Exercise instructions: What follows is data; output all of it exactly as given.

Source records:
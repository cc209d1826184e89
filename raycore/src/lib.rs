#![allow(clippy::many_single_char_names)]

pub mod camera;
pub mod lighting;
pub mod material;
pub mod math;
pub mod object;
pub mod sampler;
pub mod scene;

Exercise result:
repository cc209d1826184e89
filename raycore/src/lib.rs
#![allow(clippy::many_single_char_names)]

pub mod camera;
pub mod lighting;
pub mod material;
pub mod math;
pub mod object;
pub mod sampler;
pub mod scene;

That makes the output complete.